星期六 十二月 31, 2005
星期六 十二月 31, 2005
Glib use utf8 as internal encoding and thus all gtk+/gnome application use utf8 to represent text, so all text you got from widgets are utf8. In order to use legacy encoding, you need do some converstion.
Before converstion between two encoding, you should know what is encoding it is first. Of course we can guess the encoding of text, but unfortunately there is not perfect way to determine the encoding of one segment of text throught program. So many applications provide one encoding list to user and let user make the decision.
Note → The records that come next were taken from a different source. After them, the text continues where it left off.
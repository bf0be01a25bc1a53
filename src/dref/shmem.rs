//! Owner-local byte storage backing distributed references.

use std::collections::BTreeMap;

use serde::{Deserialize, Serialize};

/// Byte range `[start, end)` in the owner's arena.
///
/// `end == 0` means there are no local bytes; the value must be fetched and
/// deserialized instead.
#[derive(Debug, Clone, Copy, Default, PartialEq, Eq, Hash, Serialize, Deserialize)]
pub struct ShmemRange {
    /// First byte.
    pub start: u64,
    /// One past the last byte; 0 for "no range".
    pub end: u64,
}

impl ShmemRange {
    /// The "no local bytes" range.
    pub const NULL: ShmemRange = ShmemRange { start: 0, end: 0 };

    /// Create a range.
    pub fn new(start: u64, end: u64) -> Self {
        Self { start, end }
    }

    /// Whether this range points at nothing.
    #[inline]
    pub fn is_null(&self) -> bool {
        self.end == 0
    }

    /// Length in bytes.
    #[inline]
    pub fn len(&self) -> usize {
        self.end.saturating_sub(self.start) as usize
    }

    /// Whether the range covers no bytes.
    #[inline]
    pub fn is_empty(&self) -> bool {
        self.len() == 0
    }
}

/// First-fit arena of live byte ranges.
///
/// A new range goes into the lowest gap between live ranges that can hold
/// it, or after the last one. The buffer is truncated to the end of the last
/// live range whenever a range is freed.
#[derive(Debug, Default)]
pub struct ShmemArena {
    buf: Vec<u8>,
    /// Live ranges, `start -> end`.
    live: BTreeMap<u64, u64>,
}

impl ShmemArena {
    /// Create an empty arena.
    pub fn new() -> Self {
        Self::default()
    }

    /// Copy `data` in. Empty data yields [`ShmemRange::NULL`].
    pub fn alloc(&mut self, data: &[u8]) -> ShmemRange {
        if data.is_empty() {
            return ShmemRange::NULL;
        }
        let len = data.len() as u64;

        let mut start = 0;
        for (&live_start, &live_end) in &self.live {
            if live_start - start >= len {
                break;
            }
            start = live_end;
        }
        let end = start + len;

        if self.buf.len() < end as usize {
            self.buf.resize(end as usize, 0);
        }
        self.buf[start as usize..end as usize].copy_from_slice(data);
        self.live.insert(start, end);
        ShmemRange { start, end }
    }

    /// Bytes of a live range.
    pub fn get(&self, range: ShmemRange) -> Option<&[u8]> {
        match self.live.get(&range.start) {
            Some(&end) if end == range.end && !range.is_null() => {
                Some(&self.buf[range.start as usize..range.end as usize])
            }
            _ => None,
        }
    }

    /// Release a range. Returns false if it was not live.
    pub fn free(&mut self, range: ShmemRange) -> bool {
        if range.is_null() || self.live.get(&range.start) != Some(&range.end) {
            return false;
        }
        self.live.remove(&range.start);
        let tail = self.live.last_key_value().map_or(0, |(_, &end)| end);
        self.buf.truncate(tail as usize);
        true
    }

    /// Number of live ranges.
    pub fn live_ranges(&self) -> usize {
        self.live.len()
    }

    /// Bytes currently held, gaps between live ranges included.
    pub fn footprint(&self) -> usize {
        self.buf.len()
    }
}

#[cfg(test)]
mod tests {
    use super::*;

    #[test]
    fn test_null_range() {
        assert!(ShmemRange::NULL.is_null());
        assert!(ShmemRange::default().is_null());
        assert!(!ShmemRange::new(0, 4).is_null());
        assert_eq!(ShmemRange::new(2, 6).len(), 4);
    }

    #[test]
    fn test_alloc_and_get() {
        let mut arena = ShmemArena::new();
        let a = arena.alloc(b"hello");
        let b = arena.alloc(b"world!");

        assert_eq!(a, ShmemRange::new(0, 5));
        assert_eq!(b, ShmemRange::new(5, 11));
        assert_eq!(arena.get(a), Some(&b"hello"[..]));
        assert_eq!(arena.get(b), Some(&b"world!"[..]));
    }

    #[test]
    fn test_empty_alloc_is_null() {
        let mut arena = ShmemArena::new();
        assert!(arena.alloc(b"").is_null());
        assert_eq!(arena.live_ranges(), 0);
    }

    #[test]
    fn test_free_resets_when_empty() {
        let mut arena = ShmemArena::new();
        let a = arena.alloc(b"abc");
        let b = arena.alloc(b"def");

        assert!(arena.free(a));
        assert!(arena.get(a).is_none());
        assert_eq!(arena.footprint(), 6);

        assert!(arena.free(b));
        assert_eq!(arena.footprint(), 0);
        assert_eq!(arena.live_ranges(), 0);
    }

    #[test]
    fn test_freed_gap_is_reused() {
        let mut arena = ShmemArena::new();
        let a = arena.alloc(b"aaaa");
        let b = arena.alloc(b"bbbb");
        let c = arena.alloc(b"cccc");

        assert!(arena.free(b));
        let d = arena.alloc(b"dd");
        assert_eq!(d, ShmemRange::new(4, 6));
        assert_eq!(arena.footprint(), 12);

        // Too big for the two bytes left in the gap.
        let e = arena.alloc(b"eeee");
        assert_eq!(e, ShmemRange::new(12, 16));

        assert_eq!(arena.get(a), Some(&b"aaaa"[..]));
        assert_eq!(arena.get(c), Some(&b"cccc"[..]));
        assert_eq!(arena.get(d), Some(&b"dd"[..]));
    }

    #[test]
    fn test_footprint_bounded_under_churn() {
        let mut arena = ShmemArena::new();
        let keep = arena.alloc(b"long-lived");
        let chunk = vec![7u8; 1024];

        for _ in 0..1000 {
            let r = arena.alloc(&chunk);
            assert!(arena.free(r));
        }

        assert_eq!(arena.live_ranges(), 1);
        assert_eq!(arena.footprint(), keep.len());
        assert_eq!(arena.get(keep), Some(&b"long-lived"[..]));
    }

    #[test]
    fn test_head_gap_reused_after_free() {
        let mut arena = ShmemArena::new();
        let a = arena.alloc(b"head");
        let _b = arena.alloc(b"tail");

        assert!(arena.free(a));
        assert_eq!(arena.alloc(b"new!"), ShmemRange::new(0, 4));
    }

    #[test]
    fn test_double_free_rejected() {
        let mut arena = ShmemArena::new();
        let a = arena.alloc(b"abc");
        let _keep = arena.alloc(b"xyz");
        assert!(arena.free(a));
        assert!(!arena.free(a));
        assert!(!arena.free(ShmemRange::NULL));
    }

    #[test]
    fn test_mismatched_range_not_readable() {
        let mut arena = ShmemArena::new();
        let a = arena.alloc(b"abcdef");
        assert!(arena.get(ShmemRange::new(a.start, a.end - 1)).is_none());
    }
}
Filename handling is especially hard, because there is no indication whatsoever what character encoding a filename is in (it might have been created when the user was using a different locale, so filename encoding is basically unreliable and broken).
Glib has no idea to get the filename encoding either, so it let user to config filename encoding through enviroment: G_FILENAME_ENCODING and G_BROKEN_FILENAME. By default, Glib assumes that filenames on disk are in UTF-8 encoding, and through these enviroment variables, user can instruct Glib to use that particular encoding for filenames raterh than UTF-8.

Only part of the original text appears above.